Tatsächlich gab es noch einen anderen Grund – sie waren hier angekommen, weil sie durch die Markierungen sofort in diese Welt teleportiert worden waren, während die anderen die Entfernung zwischen den Welten und die Zeitverschiebung erleben mussten. Ehrlich gesagt war das ein vages Thema, aber das war im Wesentlichen der Kern der Sache.
„Ja, das ist möglich …“, nickten sie seinen Worten zu.
„Kannst du uns sagen, was hier los ist und wo wir sind? Wie ist die aktuelle Lage?“ Ren fragte mit gerunzelter Stirn, während er sich in der leeren Halle umsah.
„Das wollte ich gerade tun. Wir befinden uns in einer der geheimen unterirdischen Kammern der Avengers“, antwortete Adrian.

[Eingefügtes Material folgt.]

//! Batch execution.
//!
//! Files are discovered, sorted and planned on the calling thread, then
//! executed on the [`Executor`]. Each work item returns its own outcome and
//! the report is assembled once the pool drains, so no counters are shared
//! between workers.

use crate::config::RunConfig;
use crate::decision::{decide, execute, Action, ConversionOutcome, SkipReason};
use crate::encoder::SizeTargetingEncoder;
use crate::error::ConvertError;
use indicatif::ProgressBar;
use serde::Serialize;
use shared_utils::{
    create_progress_bar, BatchResult, CancelFlag, Executor, FileSelector, SourceFile,
};
use std::collections::HashSet;
use std::panic::{self, AssertUnwindSafe};
use std::path::PathBuf;
use std::time::{Duration, Instant};
use tracing::{info, warn};

/// Outcome of one source file.
#[derive(Debug)]
pub struct FileReport {
    pub source: PathBuf,
    pub input_bytes: u64,
    pub outcome: ConversionOutcome,
}

/// Flattened, serializable view of a [`FileReport`].
#[derive(Debug, Clone, Serialize)]
pub struct FileRecord {
    pub source: PathBuf,
    pub outcome: &'static str,
    #[serde(skip_serializing_if = "Option::is_none")]
    pub dest: Option<PathBuf>,
    #[serde(skip_serializing_if = "Option::is_none")]
    pub bytes: Option<u64>,
    #[serde(skip_serializing_if = "Option::is_none")]
    pub quality: Option<u8>,
    #[serde(skip_serializing_if = "Option::is_none")]
    pub target_met: Option<bool>,
    #[serde(skip_serializing_if = "Option::is_none")]
    pub reason: Option<String>,
}

impl From<&FileReport> for FileRecord {
    fn from(report: &FileReport) -> Self {
        let mut record = FileRecord {
            source: report.source.clone(),
            outcome: report.outcome.label(),
            dest: None,
            bytes: None,
            quality: None,
            target_met: None,
            reason: None,
        };
        match &report.outcome {
            ConversionOutcome::Skipped(reason) => record.reason = Some(reason.as_str().to_string()),
            ConversionOutcome::Copied { dest, bytes } => {
                record.dest = Some(dest.clone());
                record.bytes = Some(*bytes);
            }
            ConversionOutcome::Converted {
                dest,
                bytes,
                quality,
                target_met,
                ..
            } => {
                record.dest = Some(dest.clone());
                record.bytes = Some(*bytes);
                record.quality = Some(*quality);
                record.target_met = Some(*target_met);
            }
            ConversionOutcome::Failed(err) => {
                record.reason = Some(format!("{}: {}", err.kind(), err));
            }
        }
        record
    }
}

/// Per-file outcomes of a run, in source path order.
#[derive(Debug, Default)]
pub struct BatchReport {
    pub files: Vec<FileReport>,
    pub elapsed: Duration,
}

impl BatchReport {
    /// Aggregated counts plus every failure with its source path.
    pub fn summary(&self) -> BatchResult {
        let mut result = BatchResult::new();
        for file in &self.files {
            match &file.outcome {
                ConversionOutcome::Skipped(_) => result.skip(),
                ConversionOutcome::Copied { bytes, .. } => result.copy(file.input_bytes, *bytes),
                ConversionOutcome::Converted { bytes, .. } => {
                    result.convert(file.input_bytes, *bytes)
                }
                ConversionOutcome::Failed(err) => result.fail(file.source.clone(), err.to_string()),
            }
        }
        result
    }

    pub fn has_failures(&self) -> bool {
        self.files.iter().any(|f| f.outcome.is_failed())
    }

    pub fn records(&self) -> Vec<FileRecord> {
        self.files.iter().map(FileRecord::from).collect()
    }
}

pub struct BatchRunner<E: Executor> {
    config: RunConfig,
    executor: E,
    encoder: SizeTargetingEncoder,
    cancel: CancelFlag,
    show_progress: bool,
}

impl<E: Executor> BatchRunner<E> {
    pub fn new(config: RunConfig, executor: E) -> Self {
        let encoder = SizeTargetingEncoder::new(config.search);
        Self {
            config,
            executor,
            encoder,
            cancel: CancelFlag::new(),
            show_progress: false,
        }
    }

    pub fn with_cancel_flag(mut self, cancel: CancelFlag) -> Self {
        self.cancel = cancel;
        self
    }

    pub fn with_progress(mut self, show: bool) -> Self {
        self.show_progress = show;
        self
    }

    /// Walks the source tree and processes every matching file.
    pub fn run(&self) -> BatchReport {
        let selector = FileSelector::new(
            &self.config.source_root,
            self.config.source_extensions.as_slice(),
        );
        let files = selector.collect();
        info!(
            source = %selector.root().display(),
            extensions = ?selector.extensions(),
            files = files.len(),
            workers = self.executor.workers(),
            "Starting batch"
        );
        self.run_files(files)
    }

    /// Processes an already discovered file list.
    pub fn run_files(&self, files: Vec<SourceFile>) -> BatchReport {
        let (config, encoder) = (&self.config, &self.encoder);
        self.run_with(files, |file, action| execute(file, action, config, encoder))
    }

    /// Plans every file, then runs `work` for each non-skipped one.
    pub(crate) fn run_with<F>(&self, mut files: Vec<SourceFile>, work: F) -> BatchReport
    where
        F: Fn(&SourceFile, &Action) -> ConversionOutcome + Send + Sync,
    {
        let start = Instant::now();
        files.sort_by(|a, b| a.path.cmp(&b.path));
        let planned = self.plan(files);

        let progress = create_progress_bar(planned.len() as u64, "Converting", self.show_progress);
        let cancel = &self.cancel;

        let files = self.executor.map(planned, |(file, action)| {
            let outcome = if cancel.is_cancelled() {
                ConversionOutcome::Skipped(SkipReason::Cancelled)
            } else {
                run_isolated(&file, &action, &work)
            };
            log_outcome(&file, &outcome);
            finish_item(&progress, &file);
            FileReport {
                input_bytes: file.size,
                source: file.path,
                outcome,
            }
        });

        progress.finish_and_clear();
        let report = BatchReport {
            files,
            elapsed: start.elapsed(),
        };
        let summary = report.summary();
        info!(
            total = summary.total,
            converted = summary.converted,
            copied = summary.copied,
            skipped = summary.skipped,
            failed = summary.failed,
            elapsed_ms = report.elapsed.as_millis() as u64,
            "Batch finished"
        );
        report
    }

    /// Decides every file up front. Two sources that map to the same output
    /// (`a.png` and `a.tiff`) would race, so only the first in path order
    /// keeps its action.
    fn plan(&self, files: Vec<SourceFile>) -> Vec<(SourceFile, Action)> {
        let mut claimed = HashSet::new();
        files
            .into_iter()
            .map(|file| {
                let action = decide(&file, &self.config);
                if !claimed.insert(action.dest().to_path_buf()) {
                    let dest = action.dest().to_path_buf();
                    return (
                        file,
                        Action::Skip {
                            dest,
                            reason: SkipReason::DuplicateDestination,
                        },
                    );
                }
                (file, action)
            })
            .collect()
    }
}

/// Runs one item, turning a panic into that file's failure.
fn run_isolated<F>(file: &SourceFile, action: &Action, work: &F) -> ConversionOutcome
where
    F: Fn(&SourceFile, &Action) -> ConversionOutcome,
{
    match panic::catch_unwind(AssertUnwindSafe(|| work(file, action))) {
        Ok(outcome) => outcome,
        Err(payload) => {
            let message = payload
                .downcast_ref::<&str>()
                .map(|s| s.to_string())
                .or_else(|| payload.downcast_ref::<String>().cloned())
                .unwrap_or_else(|| "unknown panic".to_string());
            ConversionOutcome::Failed(ConvertError::Panicked(message))
        }
    }
}

fn log_outcome(file: &SourceFile, outcome: &ConversionOutcome) {
    let path = file.path.display();
    match outcome {
        ConversionOutcome::Skipped(reason) => {
            info!(path = %path, reason = reason.as_str(), "Skipped");
        }
        ConversionOutcome::Copied { dest, bytes } => {
            info!(path = %path, dest = %dest.display(), bytes, "Copied");
        }
        ConversionOutcome::Converted {
            dest,
            bytes,
            quality,
            target_met,
            width,
            height,
        } => {
            info!(
                path = %path,
                dest = %dest.display(),
                input_bytes = file.size,
                bytes,
                quality,
                target_met,
                width,
                height,
                "Converted"
            );
        }
        ConversionOutcome::Failed(err) => {
            warn!(path = %path, kind = err.kind(), error = %err, "Failed");
        }
    }
}

fn finish_item(progress: &ProgressBar, file: &SourceFile) {
    if let Some(name) = file.path.file_name() {
        progress.set_message(name.to_string_lossy().into_owned());
    }
    progress.inc(1);
}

„Avengers?“ fragten sie verwirrt.
„Ja, das ist die Rebellenarmee, die aus Leuten wie uns besteht, den Entführten“, erklärte Adrian. „Und sie werden uns helfen, nach Hause zurückzukehren. Wie auch immer, ich werde euch jetzt alles erzählen, was ihr wissen müsst, und euch die Lage erklären.“
Sie nickten, da sie buchstäblich nichts über diese Welt wussten. Sie hatten die dumme Entscheidung getroffen, hierher zu kommen, ohne eine konkrete Möglichkeit zu haben, zurückzukehren. Aber jetzt, da sie Adrian gehört hatten, stieg ihre Hoffnung um ein Vielfaches.
Ohne weiter zu zögern, fing Adrian an, alles zu erklären, von der Geschichte der drei Städte bis hin dazu, wie er zu den Avengers gekommen war.